Find the word "injuries" in the records and copy every line where it occurs.

→ RECORDS TO USE
Start of Block
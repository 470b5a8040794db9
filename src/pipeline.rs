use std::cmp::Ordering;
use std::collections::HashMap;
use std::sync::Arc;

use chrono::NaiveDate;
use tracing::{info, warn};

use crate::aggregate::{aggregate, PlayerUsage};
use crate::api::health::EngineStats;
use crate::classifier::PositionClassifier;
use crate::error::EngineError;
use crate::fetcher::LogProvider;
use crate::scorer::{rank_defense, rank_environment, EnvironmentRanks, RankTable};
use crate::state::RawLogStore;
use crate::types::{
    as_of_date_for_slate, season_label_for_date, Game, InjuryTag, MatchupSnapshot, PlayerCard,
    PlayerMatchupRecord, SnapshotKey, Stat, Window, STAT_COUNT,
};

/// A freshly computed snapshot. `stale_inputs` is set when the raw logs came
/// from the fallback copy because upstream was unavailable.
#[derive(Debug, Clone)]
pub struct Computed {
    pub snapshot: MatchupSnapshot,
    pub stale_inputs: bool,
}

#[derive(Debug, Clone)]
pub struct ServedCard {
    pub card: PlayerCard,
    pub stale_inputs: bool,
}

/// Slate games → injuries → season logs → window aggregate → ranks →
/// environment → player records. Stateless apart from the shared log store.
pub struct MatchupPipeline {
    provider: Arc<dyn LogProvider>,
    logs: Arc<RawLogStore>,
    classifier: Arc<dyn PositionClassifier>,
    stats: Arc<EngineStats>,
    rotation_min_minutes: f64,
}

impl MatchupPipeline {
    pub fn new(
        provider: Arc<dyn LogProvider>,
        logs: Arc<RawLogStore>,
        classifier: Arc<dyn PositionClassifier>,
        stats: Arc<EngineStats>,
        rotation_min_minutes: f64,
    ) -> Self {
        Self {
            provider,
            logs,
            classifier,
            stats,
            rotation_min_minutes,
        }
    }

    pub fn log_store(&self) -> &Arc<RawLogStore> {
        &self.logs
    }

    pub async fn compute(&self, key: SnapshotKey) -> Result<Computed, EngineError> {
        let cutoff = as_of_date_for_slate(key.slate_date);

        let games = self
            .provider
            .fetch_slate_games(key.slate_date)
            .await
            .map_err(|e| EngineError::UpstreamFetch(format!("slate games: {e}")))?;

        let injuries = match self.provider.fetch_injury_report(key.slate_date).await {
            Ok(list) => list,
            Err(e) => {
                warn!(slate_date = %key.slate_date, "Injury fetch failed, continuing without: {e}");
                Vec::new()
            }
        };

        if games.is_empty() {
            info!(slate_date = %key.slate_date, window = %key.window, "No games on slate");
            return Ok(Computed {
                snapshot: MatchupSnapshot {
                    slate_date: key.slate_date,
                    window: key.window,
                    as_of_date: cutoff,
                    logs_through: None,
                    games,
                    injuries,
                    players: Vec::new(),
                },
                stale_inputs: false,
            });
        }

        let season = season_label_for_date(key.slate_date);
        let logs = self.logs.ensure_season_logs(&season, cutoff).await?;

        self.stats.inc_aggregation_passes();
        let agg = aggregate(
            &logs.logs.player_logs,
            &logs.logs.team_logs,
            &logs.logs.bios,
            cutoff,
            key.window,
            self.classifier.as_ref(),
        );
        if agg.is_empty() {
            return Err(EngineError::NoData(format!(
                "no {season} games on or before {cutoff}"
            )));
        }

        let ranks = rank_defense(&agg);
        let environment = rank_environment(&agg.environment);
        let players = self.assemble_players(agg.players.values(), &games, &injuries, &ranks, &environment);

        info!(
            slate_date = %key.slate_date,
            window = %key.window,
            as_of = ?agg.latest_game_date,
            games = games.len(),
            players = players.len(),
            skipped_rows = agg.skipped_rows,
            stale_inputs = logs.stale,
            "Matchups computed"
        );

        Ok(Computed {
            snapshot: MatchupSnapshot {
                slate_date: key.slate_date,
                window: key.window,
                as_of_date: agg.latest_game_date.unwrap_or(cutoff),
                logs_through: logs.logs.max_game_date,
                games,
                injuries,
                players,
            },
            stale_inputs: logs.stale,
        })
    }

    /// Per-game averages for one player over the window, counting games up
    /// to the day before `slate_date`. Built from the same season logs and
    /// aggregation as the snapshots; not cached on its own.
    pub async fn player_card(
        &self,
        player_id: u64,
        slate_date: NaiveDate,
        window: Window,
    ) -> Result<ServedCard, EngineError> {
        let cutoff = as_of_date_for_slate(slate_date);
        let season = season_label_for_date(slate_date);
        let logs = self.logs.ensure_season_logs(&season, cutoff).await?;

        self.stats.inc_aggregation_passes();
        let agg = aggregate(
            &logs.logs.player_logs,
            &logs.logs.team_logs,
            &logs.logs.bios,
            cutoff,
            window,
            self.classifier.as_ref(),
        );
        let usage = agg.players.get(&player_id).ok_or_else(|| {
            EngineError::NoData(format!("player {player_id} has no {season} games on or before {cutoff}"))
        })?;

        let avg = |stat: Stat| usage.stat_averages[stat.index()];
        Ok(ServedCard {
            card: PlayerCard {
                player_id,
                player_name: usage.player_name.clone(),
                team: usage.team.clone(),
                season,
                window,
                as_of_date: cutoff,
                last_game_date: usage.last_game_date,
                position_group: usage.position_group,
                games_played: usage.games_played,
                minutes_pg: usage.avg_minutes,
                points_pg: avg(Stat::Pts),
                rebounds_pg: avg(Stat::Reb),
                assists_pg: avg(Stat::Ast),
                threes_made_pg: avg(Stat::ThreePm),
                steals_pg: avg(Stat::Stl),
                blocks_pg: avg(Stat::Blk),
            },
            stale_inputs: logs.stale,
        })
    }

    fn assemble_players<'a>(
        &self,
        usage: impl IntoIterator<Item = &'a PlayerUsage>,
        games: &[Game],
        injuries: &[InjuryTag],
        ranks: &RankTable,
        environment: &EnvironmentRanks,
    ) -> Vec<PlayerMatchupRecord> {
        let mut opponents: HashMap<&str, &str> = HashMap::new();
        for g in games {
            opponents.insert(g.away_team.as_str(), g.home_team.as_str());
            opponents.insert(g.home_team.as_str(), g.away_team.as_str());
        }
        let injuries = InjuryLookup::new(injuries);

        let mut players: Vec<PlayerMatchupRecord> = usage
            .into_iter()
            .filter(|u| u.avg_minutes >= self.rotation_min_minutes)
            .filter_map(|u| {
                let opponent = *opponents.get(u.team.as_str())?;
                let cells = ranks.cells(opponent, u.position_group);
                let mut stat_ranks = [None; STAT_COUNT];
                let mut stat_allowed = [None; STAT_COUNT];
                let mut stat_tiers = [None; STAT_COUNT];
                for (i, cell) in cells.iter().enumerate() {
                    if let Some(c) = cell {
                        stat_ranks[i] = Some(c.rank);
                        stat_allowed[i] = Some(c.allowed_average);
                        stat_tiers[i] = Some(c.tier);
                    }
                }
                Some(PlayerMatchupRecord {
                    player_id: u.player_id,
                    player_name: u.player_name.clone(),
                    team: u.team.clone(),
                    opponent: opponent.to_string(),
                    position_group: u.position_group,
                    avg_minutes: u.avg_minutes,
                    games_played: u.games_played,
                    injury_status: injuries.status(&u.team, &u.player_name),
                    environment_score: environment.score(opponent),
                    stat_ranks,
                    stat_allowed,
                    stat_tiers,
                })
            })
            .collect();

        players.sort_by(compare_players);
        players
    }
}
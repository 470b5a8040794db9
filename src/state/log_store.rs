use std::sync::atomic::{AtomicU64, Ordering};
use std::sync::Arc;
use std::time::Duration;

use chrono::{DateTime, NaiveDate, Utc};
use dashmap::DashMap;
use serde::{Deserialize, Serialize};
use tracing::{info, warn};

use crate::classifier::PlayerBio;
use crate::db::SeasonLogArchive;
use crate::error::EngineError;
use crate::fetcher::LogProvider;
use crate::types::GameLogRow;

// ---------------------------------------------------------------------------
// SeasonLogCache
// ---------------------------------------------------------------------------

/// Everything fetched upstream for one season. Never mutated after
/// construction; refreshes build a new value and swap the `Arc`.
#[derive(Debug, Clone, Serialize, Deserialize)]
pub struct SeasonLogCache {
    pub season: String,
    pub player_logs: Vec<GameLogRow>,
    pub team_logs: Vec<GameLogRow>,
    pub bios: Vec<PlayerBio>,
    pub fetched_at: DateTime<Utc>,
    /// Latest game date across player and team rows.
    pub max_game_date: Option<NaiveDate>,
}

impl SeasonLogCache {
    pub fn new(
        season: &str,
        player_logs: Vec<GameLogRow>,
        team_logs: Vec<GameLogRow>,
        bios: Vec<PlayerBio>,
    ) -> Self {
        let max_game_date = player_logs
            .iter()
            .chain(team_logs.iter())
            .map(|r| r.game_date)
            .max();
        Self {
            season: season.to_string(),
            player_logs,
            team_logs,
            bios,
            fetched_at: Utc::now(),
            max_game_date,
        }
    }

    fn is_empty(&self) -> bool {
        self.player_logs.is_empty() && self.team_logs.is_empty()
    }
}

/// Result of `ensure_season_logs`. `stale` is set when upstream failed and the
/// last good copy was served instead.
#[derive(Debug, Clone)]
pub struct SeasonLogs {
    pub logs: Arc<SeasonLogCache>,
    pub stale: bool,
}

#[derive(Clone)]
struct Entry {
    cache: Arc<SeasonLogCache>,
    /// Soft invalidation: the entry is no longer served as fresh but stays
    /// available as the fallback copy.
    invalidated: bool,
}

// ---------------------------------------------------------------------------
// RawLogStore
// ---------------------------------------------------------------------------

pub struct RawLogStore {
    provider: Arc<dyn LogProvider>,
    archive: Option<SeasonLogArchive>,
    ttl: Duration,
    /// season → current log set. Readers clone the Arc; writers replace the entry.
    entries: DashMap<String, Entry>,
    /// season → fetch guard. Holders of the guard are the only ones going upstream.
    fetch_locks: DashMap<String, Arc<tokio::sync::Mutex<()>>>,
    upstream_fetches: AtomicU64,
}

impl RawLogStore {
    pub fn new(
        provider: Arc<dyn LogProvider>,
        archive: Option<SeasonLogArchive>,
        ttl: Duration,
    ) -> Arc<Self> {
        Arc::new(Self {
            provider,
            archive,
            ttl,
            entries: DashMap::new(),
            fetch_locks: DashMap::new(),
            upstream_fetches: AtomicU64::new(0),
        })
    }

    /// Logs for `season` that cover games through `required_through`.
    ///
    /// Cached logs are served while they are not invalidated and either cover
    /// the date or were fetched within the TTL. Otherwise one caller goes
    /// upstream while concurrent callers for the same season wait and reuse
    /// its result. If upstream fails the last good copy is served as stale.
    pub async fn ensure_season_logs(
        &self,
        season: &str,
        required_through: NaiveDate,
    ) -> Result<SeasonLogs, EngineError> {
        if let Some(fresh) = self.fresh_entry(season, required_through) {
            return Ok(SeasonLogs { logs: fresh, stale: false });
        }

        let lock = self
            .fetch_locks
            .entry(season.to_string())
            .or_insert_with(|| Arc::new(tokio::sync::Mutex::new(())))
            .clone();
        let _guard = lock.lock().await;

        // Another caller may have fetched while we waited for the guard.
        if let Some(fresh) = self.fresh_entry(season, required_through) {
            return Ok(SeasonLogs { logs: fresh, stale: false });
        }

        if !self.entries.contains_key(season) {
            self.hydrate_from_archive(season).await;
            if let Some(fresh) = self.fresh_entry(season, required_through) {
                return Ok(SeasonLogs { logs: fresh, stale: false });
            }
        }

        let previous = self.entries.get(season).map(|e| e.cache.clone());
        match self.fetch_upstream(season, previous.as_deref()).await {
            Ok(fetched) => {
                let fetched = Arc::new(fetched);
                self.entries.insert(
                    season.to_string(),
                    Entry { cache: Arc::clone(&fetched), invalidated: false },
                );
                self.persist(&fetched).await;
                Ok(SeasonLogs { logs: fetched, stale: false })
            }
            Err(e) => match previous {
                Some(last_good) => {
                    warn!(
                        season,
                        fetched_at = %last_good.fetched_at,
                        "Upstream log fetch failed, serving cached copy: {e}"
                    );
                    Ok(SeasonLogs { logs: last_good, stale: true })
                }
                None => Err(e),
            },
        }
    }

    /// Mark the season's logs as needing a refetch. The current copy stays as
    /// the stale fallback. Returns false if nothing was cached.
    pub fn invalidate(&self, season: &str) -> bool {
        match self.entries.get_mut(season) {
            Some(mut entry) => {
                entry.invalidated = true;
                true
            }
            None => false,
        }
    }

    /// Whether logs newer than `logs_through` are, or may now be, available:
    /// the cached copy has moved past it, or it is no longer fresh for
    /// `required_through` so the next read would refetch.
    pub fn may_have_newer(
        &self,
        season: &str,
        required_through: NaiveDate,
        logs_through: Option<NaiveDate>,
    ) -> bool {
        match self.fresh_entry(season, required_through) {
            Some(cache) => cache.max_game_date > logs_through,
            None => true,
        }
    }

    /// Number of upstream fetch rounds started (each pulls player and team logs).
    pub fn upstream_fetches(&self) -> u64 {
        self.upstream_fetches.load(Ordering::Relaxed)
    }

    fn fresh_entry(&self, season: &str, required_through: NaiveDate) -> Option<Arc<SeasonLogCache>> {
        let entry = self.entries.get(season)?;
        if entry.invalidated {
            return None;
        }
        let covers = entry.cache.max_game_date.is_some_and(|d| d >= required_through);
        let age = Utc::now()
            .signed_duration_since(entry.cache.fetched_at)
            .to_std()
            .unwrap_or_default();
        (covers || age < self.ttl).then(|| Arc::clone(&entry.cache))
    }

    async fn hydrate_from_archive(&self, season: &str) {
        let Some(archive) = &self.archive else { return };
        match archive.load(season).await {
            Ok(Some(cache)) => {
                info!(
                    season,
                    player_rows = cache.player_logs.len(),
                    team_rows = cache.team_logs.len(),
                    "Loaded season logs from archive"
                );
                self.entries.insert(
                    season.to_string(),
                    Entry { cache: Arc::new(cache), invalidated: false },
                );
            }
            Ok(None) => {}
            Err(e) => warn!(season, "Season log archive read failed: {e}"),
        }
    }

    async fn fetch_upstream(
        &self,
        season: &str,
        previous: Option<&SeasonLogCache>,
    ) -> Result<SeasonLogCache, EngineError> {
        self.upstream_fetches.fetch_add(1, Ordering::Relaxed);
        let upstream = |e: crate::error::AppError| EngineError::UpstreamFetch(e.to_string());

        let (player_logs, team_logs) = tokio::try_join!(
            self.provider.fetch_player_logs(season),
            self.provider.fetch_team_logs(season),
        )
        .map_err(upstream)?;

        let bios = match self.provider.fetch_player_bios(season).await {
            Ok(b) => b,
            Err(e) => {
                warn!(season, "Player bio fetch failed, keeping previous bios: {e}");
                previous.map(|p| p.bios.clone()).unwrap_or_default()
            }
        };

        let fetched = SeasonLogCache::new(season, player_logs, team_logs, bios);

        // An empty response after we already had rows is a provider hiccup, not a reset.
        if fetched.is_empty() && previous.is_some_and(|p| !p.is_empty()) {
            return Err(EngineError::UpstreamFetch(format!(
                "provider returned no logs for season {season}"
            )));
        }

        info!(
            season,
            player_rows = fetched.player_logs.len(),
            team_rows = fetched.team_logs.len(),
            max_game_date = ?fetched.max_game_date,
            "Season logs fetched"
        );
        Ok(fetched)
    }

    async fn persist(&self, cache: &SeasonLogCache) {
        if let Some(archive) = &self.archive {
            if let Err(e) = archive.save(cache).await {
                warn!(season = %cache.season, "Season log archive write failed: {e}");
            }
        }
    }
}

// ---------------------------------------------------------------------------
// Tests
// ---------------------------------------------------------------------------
End of Block
→ TASK OUTPUT
/// Slate games → injuries → season logs → window aggregate → ranks →
        let injuries = match self.provider.fetch_injury_report(key.slate_date).await {
                    injuries,
        let players = self.assemble_players(agg.players.values(), &games, &injuries, &ranks, &environment);
                injuries,
        injuries: &[InjuryTag],
        let injuries = InjuryLookup::new(injuries);
                    injury_status: injuries.status(&u.team, &u.player_name),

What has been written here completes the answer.